Firefox 32 Post-mortem
Add your feedback (good and bad) on Firefox 32 below. Please qualify with your nick.
- (lmandel) We had a number of critical bugs to resolve in the last week of beta, need to get better at fixing earlier
- (lmandel) Avast caused us pain. How can we work better with companies like them to avoid unknown issues?
- (lmandel) beta gtb very late in the day. This impacts QE/softvision qualification. Can we set cut off times during the day?
- (lmandel) mobile betas released on Wed in 32. I'm told they released on Tue in prior releases. Kevin tells me that twice in the cycle QE does a more thorough manual check that requires 2 days. Should we stay with Wed to be consistent?
- (lmandel) We have been permitting more aggressive uplift of feature work during the last few cycles. We have also had quality issues recently - notably stability. We are working to find the balance that allows us to move quickly while retaining the quality criteria that we want in our releases.
- (lmandel) I found that many people did not know the beta schedule. A small number of people also didn't know what is appropriate for uplift. I think relman (that's me) needs to do a better job of working with our teams to understand our process. I started with a talk with the desktop team when they were in Toronto two weeks ago.
- (lmandel) tbpl leaves a lot to be desired from a release manager's perspective. It doesn't give a good indication of when the build will be complete, jobs continue to populate as they develop rather than up front, there is no overall test counts. I'm thrilled that a lot of these issues will be fixed in treeherder (example: https://bugzilla.mozilla.org/show_bug.cgi?id=1052397). (Calling this out as feedback from my first full release.)
- (lmandel) Builds take a long time. It is 10+ hours from checkin to ready to test for beta builds. Are there any perf fixes that are already known that we can focus on to reduce build times? Can we review and see if there are other ways to being the time down so that we can be more nimble when it comes to turning around betas, RCs, and point releases?
- (sylvestre) maybe "fastrack" beta build jobs or allocate faster AWS machine?
- (catlee) we recently trimmed ~2h from post-build release process (pushing to mirrors)
- (catlee) partials-on-demand service will speed up builds & repacks a bit
- (lmandel) I would like to see if we can create better defined criteria for crashes that we consider release blockers. The top 10 list gives us something to go on but there is always a top 10 list. Can we have a list of startup crashes and a list of crashes that are known to impact over X% of the population (or something like this) so that we have lists to drive to zero for the release?
- (dbaron) Type of crash needs to be an input into prioritization; the ranking in the topcrash list is comparing apples to oranges. A crash that strands users because Firefox doesn't start up is very different from a low-frequency intermittent crash, which is in turn very different from a crash that happens when you take a particular avoidable action. We should try to measure these by real numbers: N users stranded, X users crashing every Y hours, etc.

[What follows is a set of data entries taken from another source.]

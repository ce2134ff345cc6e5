use std::fmt;

#[derive(Debug)]
pub enum ConfigError {
    InsufficientPoints(usize),
    NonPositive(&'static str),
    EngineRange { idle: f32, red: f32 },
    Io(std::io::Error),
    Json(serde_json::Error),
}

impl fmt::Display for ConfigError {
    fn fmt(&self, f: &mut fmt::Formatter<'_>) -> fmt::Result {
        match self {
            ConfigError::InsufficientPoints(n) => {
                write!(f, "curve needs at least 2 points, got {}", n)
            }
            ConfigError::NonPositive(field) => write!(f, "`{}` must be positive", field),
            ConfigError::EngineRange { idle, red } => write!(
                f,
                "engine idle ({} rpm) must be below redline ({} rpm)",
                idle, red
            ),
            ConfigError::Io(e) => write!(f, "failed to read config: {}", e),
            ConfigError::Json(e) => write!(f, "malformed config: {}", e),
        }
    }
}

impl std::error::Error for ConfigError {
    fn source(&self) -> Option<&(dyn std::error::Error + 'static)> {
        match self {
            ConfigError::Io(e) => Some(e),
            ConfigError::Json(e) => Some(e),
            _ => None,
        }
    }
}

impl From<std::io::Error> for ConfigError {
    fn from(e: std::io::Error) -> Self {
        ConfigError::Io(e)
    }
}
impl From<serde_json::Error> for ConfigError {
    fn from(e: serde_json::Error) -> Self {
        ConfigError::Json(e)
    }
}

#[derive(Debug)]
pub enum SimError {
    Configuration(ConfigError),
    InvariantViolation { gear: i32 },
    Watch(notify::Error),
    Io(std::io::Error),
    Json(serde_json::Error),
}

impl fmt::Display for SimError {
    fn fmt(&self, f: &mut fmt::Formatter<'_>) -> fmt::Result {
        match self {
            SimError::Configuration(e) => write!(f, "configuration error: {}", e),
            SimError::InvariantViolation { gear } => {
                write!(f, "gear {} is not in the gear ratio table", gear)
            }
            SimError::Watch(e) => write!(f, "file watch failed: {:?}", e),
            SimError::Io(e) => write!(f, "io error: {}", e),
            SimError::Json(e) => write!(f, "json error: {}", e),
        }
    }
}

impl std::error::Error for SimError {
    fn source(&self) -> Option<&(dyn std::error::Error + 'static)> {
        match self {
            SimError::Configuration(e) => Some(e),
            SimError::Io(e) => Some(e),
            SimError::Json(e) => Some(e),
            _ => None,
        }
    }
}

impl From<ConfigError> for SimError {
    fn from(e: ConfigError) -> Self {
        SimError::Configuration(e)
    }
}
impl From<notify::Error> for SimError {
    fn from(e: notify::Error) -> Self {
        SimError::Watch(e)
    }
}
impl From<std::io::Error> for SimError {
    fn from(e: std::io::Error) -> Self {
        SimError::Io(e)
    }
}
impl From<serde_json::Error> for SimError {
    fn from(e: serde_json::Error) -> Self {
        SimError::Json(e)
    }
}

- We do not have any kind of per-user data, but we may be able to estimate some things roughly based on install time (which our "installations" number derives from). That said, good ideas on algorithms and specific ways to get to good numbers are appreciated.

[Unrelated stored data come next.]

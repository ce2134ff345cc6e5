use crate::error::SimError;
use crate::input::{GearSelect, InputSnapshot};
use serde::{Deserialize, Serialize};
use std::fs;
use std::path::Path;

#[derive(Debug, Copy, Clone, PartialEq, Serialize, Deserialize)]
pub struct InputRun {
    pub input: InputSnapshot,
    pub ticks: usize,
}

#[derive(Debug, Clone, PartialEq, Default, Serialize, Deserialize)]
pub struct InputRecording {
    /// Time step the run was recorded with, seconds.
    pub dt: f32,
    pub runs: Vec<InputRun>,
}

impl InputRecording {
    pub fn ticks(&self) -> usize {
        self.runs.iter().map(|r| r.ticks).sum()
    }

    pub fn load_json<P: AsRef<Path>>(path: P) -> Result<InputRecording, SimError> {
        let text = fs::read_to_string(path)?;
        Ok(serde_json::from_str(&text)?)
    }

    pub fn save_json<P: AsRef<Path>>(&self, path: P) -> Result<(), SimError> {
        fs::write(path, serde_json::to_string_pretty(self)?)?;
        Ok(())
    }

    pub fn playback(&self) -> Playback<'_> {
        Playback {
            runs: &self.runs,
            run: 0,
            tick: 0,
        }
    }
}

pub struct InputRecorder {
    recording: InputRecording,
}

impl InputRecorder {
    pub fn new(dt: f32) -> InputRecorder {
        InputRecorder {
            recording: InputRecording { dt, runs: vec![] },
        }
    }

    pub fn record(&mut self, input: &InputSnapshot) {
        match self.recording.runs.last_mut() {
            Some(run) if run.input == *input => run.ticks += 1,
            _ => self.recording.runs.push(InputRun {
                input: *input,
                ticks: 1,
            }),
        }
    }

    pub fn finish(self) -> InputRecording {
        self.recording
    }
}

pub struct Playback<'a> {
    runs: &'a [InputRun],
    run: usize,
    tick: usize,
}

impl<'a> Iterator for Playback<'a> {
    type Item = InputSnapshot;

    fn next(&mut self) -> Option<InputSnapshot> {
        loop {
            let run = self.runs.get(self.run)?;
            if self.tick < run.ticks {
                self.tick += 1;
                return Some(run.input);
            }
            self.run += 1;
            self.tick = 0;
        }
    }
}

/// The same input without its one-shot gear selection.
pub fn release_gear(mut input: InputSnapshot) -> InputSnapshot {
    input.gear_select = GearSelect::None;
    input
}

#[cfg(test)]
mod tests {
    use super::*;

    #[test]
    fn identical_ticks_share_a_run() {
        let mut recorder = InputRecorder::new(0.01);
        for _ in 0..30 {
            recorder.record(&InputSnapshot::throttle());
        }
        recorder.record(&InputSnapshot::brake());
        recorder.record(&InputSnapshot::brake());
        recorder.record(&InputSnapshot::throttle());

        let recording = recorder.finish();
        assert_eq!(recording.runs.len(), 3);
        assert_eq!(recording.runs[0].ticks, 30);
        assert_eq!(recording.ticks(), 33);
    }

    #[test]
    fn playback_reproduces_the_input_stream() {
        let inputs: Vec<InputSnapshot> = (0..50)
            .map(|i| match i % 7 {
                0 | 1 | 2 => InputSnapshot::throttle().with_steering(true, false),
                3 => InputSnapshot::brake(),
                _ => InputSnapshot::idle(),
            })
            .collect();

        let mut recorder = InputRecorder::new(1.0 / 60.0);
        inputs.iter().for_each(|i| recorder.record(i));
        let recording = recorder.finish();

        let text = serde_json::to_string(&recording).unwrap();
        let back: InputRecording = serde_json::from_str(&text).unwrap();
        let replayed: Vec<InputSnapshot> = back.playback().collect();
        assert_eq!(replayed, inputs);
    }

    #[test]
    fn empty_recording_plays_nothing() {
        assert_eq!(InputRecording::default().playback().count(), 0);
    }

    #[test]
    fn release_gear_keeps_the_rest() {
        let input = InputSnapshot::throttle().with_gear(GearSelect::Forward(2));
        let released = release_gear(input);
        assert_eq!(released.gear_select, GearSelect::None);
        assert!(released.throttle);
    }
}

- (dbaron) We should have tools that automatically detect particular types of crashes (reliable startup crash; intermittent crash; crash on action); they have significantly different appearances. +1 (lizzard) we could ask the socorro developers to add a new view for startup crashes. Unfortunately, that means they would not work on anything else want for about a quarter. That said, any help in actually finding useful algorithms and/or definitions of what exactly to look for are appreciated Well... how about just making a column on front page for "startup" or not , then we could sort.

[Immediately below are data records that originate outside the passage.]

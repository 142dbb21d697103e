//! Result matching and ranking
//!
//! Two-tier policy: exact matches (every non-temporal token present in the
//! item's searchable text) always rank first; synonym-expanded matches are
//! computed only when exact results are scarce, because fuzzy results are
//! only worth the noise when precise results run out.

use crate::query::structured::StructuredQuery;
use crate::store::types::LostItem;

/// Display cap for exact matches
pub const EXACT_CAP: usize = 15;

/// Display cap for expanded matches
pub const EXPANDED_CAP: usize = 10;

/// Exact-match count below which expansion kicks in
pub const EXPANSION_THRESHOLD: usize = 5;

/// Partitioned, truncated match lists; the two are disjoint
#[derive(Debug, Default)]
pub struct MatchOutcome {
    pub exact: Vec<LostItem>,
    pub expanded: Vec<LostItem>,
}

impl MatchOutcome {
    /// Exact matches first, then expanded
    pub fn combined(&self) -> Vec<LostItem> {
        let mut items = self.exact.clone();
        items.extend(self.expanded.iter().cloned());
        items
    }
}

/// Partition candidates into exact and expanded matches
pub fn match_items(items: &[LostItem], query: &StructuredQuery) -> MatchOutcome {
    let non_time = query.non_time_keywords();

    // A purely temporal/location query matches everything it was given;
    // the date and location filters already did the narrowing.
    if non_time.is_empty() {
        return MatchOutcome {
            exact: items.iter().take(EXACT_CAP).cloned().collect(),
            expanded: Vec::new(),
        };
    }

    let mut exact = Vec::new();
    for item in items {
        let blob = item.search_blob();
        if non_time
            .iter()
            .all(|keyword| blob.contains(&keyword.to_lowercase()))
        {
            exact.push(item.clone());
        }
    }

    let mut expanded = Vec::new();
    if exact.len() < EXPANSION_THRESHOLD && !query.expanded_keywords.is_empty() {
        for item in items {
            if exact.iter().any(|e| e.id == item.id) {
                continue;
            }
            let blob = item.search_blob();
            if query
                .expanded_keywords
                .iter()
                .any(|keyword| blob.contains(&keyword.to_lowercase()))
            {
                expanded.push(item.clone());
            }
        }
    }

    exact.truncate(EXACT_CAP);
    expanded.truncate(EXPANDED_CAP);

    MatchOutcome { exact, expanded }
}

/// Compose the user-facing summary sentence
///
/// Branches over exact+expanded / exact-only / expanded-only / none; the
/// campus name and recognized time phrase are prefixed when present.
pub fn compose_message(
    original: &str,
    campus: &str,
    time_keywords: &[String],
    exact_count: usize,
    expanded_count: usize,
) -> String {
    let campus_text = if campus.is_empty() {
        String::new()
    } else {
        format!("{} 캠퍼스에서 ", campus)
    };
    let time_text = if time_keywords.is_empty() {
        String::new()
    } else {
        format!("{} 기간의 ", time_keywords.join(", "))
    };

    let total = exact_count + expanded_count;
    if total == 0 {
        return format!(
            "{}{}\"{}\"와 관련된 분실물을 찾지 못했습니다. 다른 키워드로 검색해보시거나, 더 구체적인 정보를 입력해주세요.",
            campus_text, time_text, original
        );
    }

    if exact_count > 0 && expanded_count > 0 {
        format!(
            "{}{}\"{}\"와 정확히 일치하는 {}개와 관련된 {}개, 총 {}개의 분실물을 찾았습니다!",
            campus_text, time_text, original, exact_count, expanded_count, total
        )
    } else if exact_count > 0 {
        format!(
            "{}{}\"{}\"와 정확히 일치하는 {}개의 분실물을 찾았습니다!",
            campus_text, time_text, original, exact_count
        )
    } else {
        format!(
            "{}{}\"{}\"와 관련된 {}개의 분실물을 찾았습니다.",
            campus_text, time_text, original, expanded_count
        )
    }
}
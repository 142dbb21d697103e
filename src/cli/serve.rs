//! `findu serve` - run the HTTP search service

use crate::cli::ConfigArgs;
use crate::core::error::Result;
use crate::web::server;
use clap::Args;

#[derive(Args)]
pub struct ServeArgs {
    /// Override the configured listen port
    #[arg(short, long)]
    pub port: Option<u16>,

    #[command(flatten)]
    pub config: ConfigArgs,
}

pub async fn run(args: ServeArgs) -> Result<()> {
    let mut config = args.config.load()?;
    if let Some(port) = args.port {
        config.server.port = port;
    }

    server::serve(&config).await
}
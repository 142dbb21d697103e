//! CLI argument definitions and command dispatch

pub mod search;
pub mod serve;

use clap::{Parser, Subcommand};
use std::path::PathBuf;

#[derive(Parser)]
#[command(name = "findu", version, about = "Campus lost-and-found search service")]
pub struct Cli {
    #[command(subcommand)]
    pub command: Commands,
}

#[derive(Subcommand)]
pub enum Commands {
    /// Run the HTTP search service
    Serve(serve::ServeArgs),
    /// Run a single search from the terminal and print the JSON response
    Search(search::SearchArgs),
}

/// Shared options for loading configuration
#[derive(clap::Args)]
pub struct ConfigArgs {
    /// Path to a config.toml (defaults to the platform config dir)
    #[arg(long)]
    pub config: Option<PathBuf>,
}

impl ConfigArgs {
    pub fn load(&self) -> crate::core::error::Result<crate::core::config::Config> {
        match &self.config {
            Some(path) => crate::core::config::Config::load_from(path),
            None => crate::core::config::Config::load(),
        }
    }
}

- (KaiRo) We usually go for prioritize anything that makes the crash rate worse than the release before plus anything that is new, over 0.5-1% of all crashes and startup or otherwise grave enough to stop usage.
- (lmandel) jmaher has been providing perf updates during channel meetings and filing and tracking bugs. There were a handful of bugs to address in 32. I found it great to know that the performance of the release was being tracked and find this valuable even if there are not a large number of issues that are being identified.
- (lmandel) We were surprised in 32 with tap offsets on Android. We also discovered a bug in our mixed content/lock icon that shipped in 32.0.1. We were surprised in prior releases with Web regressions. Are there ways that we can improve our knowledge of the quality of a release from QE's perspective? Would that be new/changed test plans, more automation, more hands for more coverage?
- [kbrosnan] tap offsets was known but impact wasn't known, turned out to be big in release
[mschifer] How did 933733 manage to land without any changes after being backed out previously? [juanb] QE could have used an earlier heads-up on Social API marketing promo for 32.0. Found several, non-recent regressions late in beta.
- (lmandel) Part of this is fail on my part as I knew about this from the end of Aurora
- (scaraveo) I don't know all of the stakeholders with whom I should be working. Need to learn more. Get QA help earlier and get more people aware of what's happening.
- (lmandel) We didn't know that cachev2 tests weren't enabled. How can we avoid this in the future?
- (lmandel) Several social related bugs had to be fixed last minute resulting is gtb late in the day
- (scaraveo) 2, of 3, are related to changes around australis and loop, which are two area's that I am light on automated tests, thus not caught in earlier releases. As well, some tests are too granular and not catching real situations. Solution is to find time to spend on more tests. The third could have waited (in hindsight) but was relatively trivial, in the future should make a better decision on severity/size before uplifting.
- (lmandel) Why didn't we catch Android tap offsets during beta?
- (lmandel) We break the Web sometimes. I don't think this in of itself is necessarily a problem (sometimes we want to break the Web) but I do think that we should know that we're doing it. How can we better identify bugs that have the risk of breaking sites and work with the Web compat team to understand the impact before we release?
- (lmandel) Should we review the latest nightly, aurora, and beta cycles every 6 weeks? Will this be better than reviewing one release at a time?
- (lmandel) We haven't typically included engineering in this review? Should the post mortem include all of the people who work on a release?